On June 30, the Washington-based Institute for the Study of War released a report stating that the Iranian Quds Force, which is a part of the Iranian Revolutionary Guards Corps, and Hezbollah, established a new military headquarters in Mayadin, eastern Syria. The report also said that Hezbollah began building a military base in Deir ez-Zor, not far from Mayadin.
The base includes weapons depots, a training camp, and residential buildings for pro-Iranian militia fighters and their families. Meanwhile, the Quds Force and Hezbollah also recently reportedly built a new military headquarters and barracks south of Damascus.
Observers describe the efforts as components of a plan to secure weapons smuggling routes in Syria, and to link the routes to the Syrian-held part of the Golan Heights on the Israeli border, and to Hezbollah in Lebanon.
Brig. Gen. (res.) Yossi Kuperwasser, a former Israel Defense Forces Military Intelligence Research Division head and former director-general of the Israeli Ministry of Strategic Affairs, told JNS that the campaign between the wars has been largely successful. It prevented a substantial quantity of Iranian weapons from reaching Hezbollah and Iranian-controlled forces in Syria and Lebanon, he said.
“The campaign’s achievements include weakening the grip of Iran and Hezbollah in the Syrian Golan Heights region and degrading their ability to attack Israel from Syrian territory,” he said.
“The campaign also succeeded in shaping the rules of the game and thereby enabling broad Israeli freedom of action in Syria,” said Kuperwasser, who is today the director of the Project on Regional Middle East Developments at the Jerusalem Center for Public Affairs.
That doesn’t mean, however, that Iran is giving up on its effort to build a war machine in Syria, he cautioned.
“This is similar to Gazan terror factions that fire rockets at Israel despite Iron Dome intercepting 95% of the projectiles. They see the 5% of rockets that get through as an achievement, and this is how Iran views the weapons supply runs that do get through,” he said. “Iran has motivation to pursue this program. It’s strategic for them.”
Looking ahead, Kuperwasser said that the campaign between the wars is part of a wider Israeli strategic program of disrupting threats from the radical, Iranian-led Shi’ite axis. This includes Hezbollah’s offensive capabilities in all domains, including arming it with precise weapons. “The more these threats increase, the more engagement with these threats could grow at the expense of the campaign between the wars [in Syria],” Kuperwasser said.

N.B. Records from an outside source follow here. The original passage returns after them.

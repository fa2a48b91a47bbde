//! Directed multigraph with labeled edges and a cached reversal

use crate::edge::{Edge, EdgeLabel, EventName};
use petgraph::stable_graph::{EdgeIndex, NodeIndex, StableDiGraph};
use petgraph::visit::EdgeRef;
use std::cell::OnceCell;
use std::collections::{HashMap, HashSet, VecDeque};
use std::fmt;
use std::hash::Hash;

/// Anything that can be stored as a vertex
///
/// Vertices are identified by value equality, so two equal values are the
/// same vertex.
pub trait Vertex: Clone + Eq + Hash + fmt::Debug + fmt::Display {}

impl<T> Vertex for T where T: Clone + Eq + Hash + fmt::Debug + fmt::Display {}

/// Which way to follow edges from a vertex
#[derive(Debug, Clone, Copy, PartialEq, Eq, Default)]
pub enum Direction {
    /// Edges leaving the vertex (towards dependents)
    #[default]
    Out,
    /// Edges entering the vertex (towards dependencies)
    In,
}

impl Direction {
    fn flow(self) -> petgraph::Direction {
        match self {
            Self::Out => petgraph::Direction::Outgoing,
            Self::In => petgraph::Direction::Incoming,
        }
    }
}

/// A directed graph over [`Vertex`] values
///
/// Edges point from a dependency to its dependent. Several edges may join
/// the same pair of vertices as long as their labels differ; adding an
/// identical edge twice is a no-op.
#[derive(Debug, Clone)]
pub struct DirectedGraph<V> {
    pub(crate) graph: StableDiGraph<V, EdgeLabel>,
    index: HashMap<V, NodeIndex>,
    reversal: OnceCell<Box<DirectedGraph<V>>>,
}

impl<V: Vertex> Default for DirectedGraph<V> {
    fn default() -> Self {
        Self::new()
    }
}

impl<V: Vertex> DirectedGraph<V> {
    pub fn new() -> Self {
        Self {
            graph: StableDiGraph::default(),
            index: HashMap::new(),
            reversal: OnceCell::new(),
        }
    }

    /// Number of vertices
    pub fn len(&self) -> usize {
        self.graph.node_count()
    }

    pub fn is_empty(&self) -> bool {
        self.graph.node_count() == 0
    }

    pub fn edge_count(&self) -> usize {
        self.graph.edge_count()
    }

    // ========================================================================
    // Vertices
    // ========================================================================

    /// Add a vertex; returns false if it was already present
    pub fn add_vertex(&mut self, vertex: V) -> bool {
        if self.index.contains_key(&vertex) {
            return false;
        }
        self.invalidate();
        let node = self.graph.add_node(vertex.clone());
        self.index.insert(vertex, node);
        true
    }

    /// Remove a vertex and every edge touching it
    pub fn remove_vertex(&mut self, vertex: &V) -> bool {
        let Some(node) = self.index.remove(vertex) else {
            return false;
        };
        self.invalidate();
        self.graph.remove_node(node);
        true
    }

    pub fn contains_vertex(&self, vertex: &V) -> bool {
        self.index.contains_key(vertex)
    }

    pub fn vertices(&self) -> Vec<V> {
        self.graph
            .node_indices()
            .filter_map(|node| self.graph.node_weight(node).cloned())
            .collect()
    }

    /// Vertices without incoming edges
    pub fn roots(&self) -> Vec<V> {
        self.graph
            .node_indices()
            .filter(|node| {
                self.graph
                    .edges_directed(*node, petgraph::Direction::Incoming)
                    .next()
                    .is_none()
            })
            .filter_map(|node| self.graph.node_weight(node).cloned())
            .collect()
    }

    pub(crate) fn node(&self, vertex: &V) -> Option<NodeIndex> {
        self.index.get(vertex).copied()
    }

    fn node_for(&mut self, vertex: V) -> NodeIndex {
        if let Some(node) = self.index.get(&vertex) {
            return *node;
        }
        let node = self.graph.add_node(vertex.clone());
        self.index.insert(vertex, node);
        node
    }

    pub(crate) fn weight(&self, node: NodeIndex) -> Option<&V> {
        self.graph.node_weight(node)
    }

    // ========================================================================
    // Edges
    // ========================================================================

    /// Add an edge, creating missing endpoints; returns false for a duplicate
    pub fn add_edge(&mut self, source: V, target: V, label: EdgeLabel) -> bool {
        self.invalidate();
        let from = self.node_for(source);
        let to = self.node_for(target);
        let duplicate = self
            .graph
            .edges_directed(from, petgraph::Direction::Outgoing)
            .any(|edge| edge.target() == to && *edge.weight() == label);
        if duplicate {
            return false;
        }
        self.graph.add_edge(from, to, label);
        true
    }

    pub fn add(&mut self, edge: Edge<V>) -> bool {
        self.add_edge(edge.source, edge.target, edge.label)
    }

    /// Remove one edge with exactly this source, target and label
    pub fn remove_edge(&mut self, edge: &Edge<V>) -> bool {
        let (Some(from), Some(to)) = (self.node(&edge.source), self.node(&edge.target)) else {
            return false;
        };
        let found = self
            .graph
            .edges_directed(from, petgraph::Direction::Outgoing)
            .find(|candidate| candidate.target() == to && *candidate.weight() == edge.label)
            .map(|candidate| candidate.id());
        match found {
            Some(id) => {
                self.invalidate();
                self.graph.remove_edge(id);
                true
            }
            None => false,
        }
    }

    /// Whether at least one edge runs from `source` to `target`
    pub fn contains_edge(&self, source: &V, target: &V) -> bool {
        match (self.node(source), self.node(target)) {
            (Some(from), Some(to)) => self.graph.find_edge(from, to).is_some(),
            _ => false,
        }
    }

    /// Every edge from `source` to `target`
    pub fn edges_between(&self, source: &V, target: &V) -> Vec<Edge<V>> {
        self.adjacent_edges(source, Direction::Out)
            .into_iter()
            .filter(|edge| &edge.target == target)
            .collect()
    }

    pub fn edges(&self) -> Vec<Edge<V>> {
        self.graph
            .edge_indices()
            .filter_map(|id| self.edge_at(id))
            .collect()
    }

    fn edge_at(&self, id: EdgeIndex) -> Option<Edge<V>> {
        let (from, to) = self.graph.edge_endpoints(id)?;
        Some(Edge::new(
            self.graph.node_weight(from)?.clone(),
            self.graph.node_weight(to)?.clone(),
            self.graph.edge_weight(id)?.clone(),
        ))
    }

    /// Edges touching `vertex` in `direction`, oldest first
    pub fn adjacent_edges(&self, vertex: &V, direction: Direction) -> Vec<Edge<V>> {
        let Some(node) = self.node(vertex) else {
            return Vec::new();
        };
        let mut ids: Vec<EdgeIndex> = self
            .graph
            .edges_directed(node, direction.flow())
            .map(|edge| edge.id())
            .collect();
        ids.sort_unstable();
        ids.into_iter().filter_map(|id| self.edge_at(id)).collect()
    }

    /// Distinct vertices one edge away from `vertex` in `direction`
    pub fn adjacent(&self, vertex: &V, direction: Direction) -> Vec<V> {
        let mut seen = HashSet::new();
        self.adjacent_edges(vertex, direction)
            .into_iter()
            .map(|edge| match direction {
                Direction::Out => edge.target,
                Direction::In => edge.source,
            })
            .filter(|other| seen.insert(other.clone()))
            .collect()
    }

    pub fn direct_dependents(&self, vertex: &V) -> Vec<V> {
        self.adjacent(vertex, Direction::Out)
    }

    pub fn direct_dependencies(&self, vertex: &V) -> Vec<V> {
        self.adjacent(vertex, Direction::In)
    }

    /// Everything downstream of `vertex`, nearest first
    pub fn dependents(&self, vertex: &V) -> Vec<V> {
        self.walk(vertex, Direction::Out)
    }

    /// Everything upstream of `vertex`, nearest first
    pub fn dependencies(&self, vertex: &V) -> Vec<V> {
        self.walk(vertex, Direction::In)
    }

    fn walk(&self, start: &V, direction: Direction) -> Vec<V> {
        let mut seen: HashSet<V> = HashSet::from([start.clone()]);
        let mut queue: VecDeque<V> = VecDeque::from([start.clone()]);
        let mut reached = Vec::new();
        while let Some(current) = queue.pop_front() {
            for next in self.adjacent(&current, direction) {
                if seen.insert(next.clone()) {
                    reached.push(next.clone());
                    queue.push_back(next);
                }
            }
        }
        reached
    }

    /// Vertices reachable from `vertex` that have nowhere further to go
    pub fn leaves(&self, vertex: &V, direction: Direction) -> Vec<V> {
        if !self.contains_vertex(vertex) {
            return Vec::new();
        }
        std::iter::once(vertex.clone())
            .chain(self.walk(vertex, direction))
            .filter(|candidate| self.adjacent(candidate, direction).is_empty())
            .collect()
    }

    /// Out-edges of `source` whose subscription matches `event`
    pub fn matching_edges(&self, source: &V, event: &EventName) -> Vec<Edge<V>> {
        if !self.contains_vertex(source) {
            log::info!("Could not find {source} in the graph; not matching '{event}'");
            return Vec::new();
        }
        self.adjacent_edges(source, Direction::Out)
            .into_iter()
            .filter(|edge| edge.matches(event))
            .collect()
    }

    // ========================================================================
    // Whole-graph operations
    // ========================================================================

    /// The graph with every edge flipped
    ///
    /// Built on first use after any mutation and cached until the next one.
    pub fn reversal(&self) -> &Self {
        self.reversal.get_or_init(|| Box::new(self.reversed()))
    }

    fn reversed(&self) -> Self {
        let mut flipped = Self::new();
        for vertex in self.vertices() {
            flipped.add_vertex(vertex);
        }
        for edge in self.edges() {
            flipped.add_edge(edge.target, edge.source, edge.label);
        }
        flipped
    }

    pub fn clear(&mut self) {
        self.invalidate();
        self.graph.clear();
        self.index.clear();
    }

    fn invalidate(&mut self) {
        self.reversal.take();
    }

    /// Render as a Graphviz digraph
    pub fn to_dot(&self, name: &str) -> String {
        let mut dot = format!("digraph {} {{\n", quote(name));
        for vertex in self.vertices() {
            dot.push_str(&format!("    {};\n", quote(&vertex.to_string())));
        }
        for edge in self.edges() {
            dot.push_str(&format!(
                "    {} -> {}",
                quote(&edge.source.to_string()),
                quote(&edge.target.to_string())
            ));
            if let (Some(event), Some(callback)) = (edge.event(), edge.callback()) {
                dot.push_str(&format!(" [label={}]", quote(&format!("{callback} on {event}"))));
            }
            dot.push_str(";\n");
        }
        dot.push_str("}\n");
        dot
    }
}

pub(crate) fn quote(text: &str) -> String {
    format!("\"{}\"", text.replace('\\', "\\\\").replace('"', "\\\""))
}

Ely Karmon, a senior research scholar at the International Institute for Counter-Terrorism (ICT) in Herzliya, described the campaign between the wars as a partial success, noting that despite its ability to intercept weapons supplies, the Iranian-Shi’ite axis has nevertheless been able to make progress in infiltrating Syrian military infrastructure and airports.
“Iran is also pursuing a long-term civilian-demographic goal of moving Shi’ites, mainly militia members and their families, from Iraq and Afghanistan to what were once Sunni areas of Syria,” said Karmon.
Iran also wishes to convert Syria’s Alawites to Shi’ite Islam so that they develop full allegiance to Iranian Supreme Leader Ayatollah Khamenei [and his eventual successor],” he said.
During the years of the shadow campaign, Israel knocked out around half of the Assad regime’s surface-to-air systems due to their attacks on the Israel Air Force, Karmon assessed. As a result, Iran has begun efforts to supply Syria with its own locally produced air defense system, dubbed Bavar 373.
Meanwhile, Karmon noted, despite growing cooperation with Moscow, Iran sees a new opportunity to deepen its hold on Syria due to the reallocation of Russian military forces to Ukraine. This development together with the lack of confidence that the Iranian establishment has in the Kremlin contributed to quiet tensions between Moscow and Tehran, he argued.
Previous Russian assurances that Iranian-axis forces would not move within 80 kilometers (50 miles) of the Syrian-Israeli border have proven to be highly unreliable, Karmon noted, adding that Iran has been able to dodge to some degree Israel’s intelligence community and still smuggle considerable quantities of missiles, UAVs and other capabilities to its proxies in Syria.
“Hezbollah has an important role in Syria, where it has learned military lessons,” he added.
The lack of Israeli responses to Hezbollah’s growing provocations from Lebanon since July 2020 is fueling the Islamist group’s confidence, Karmon said.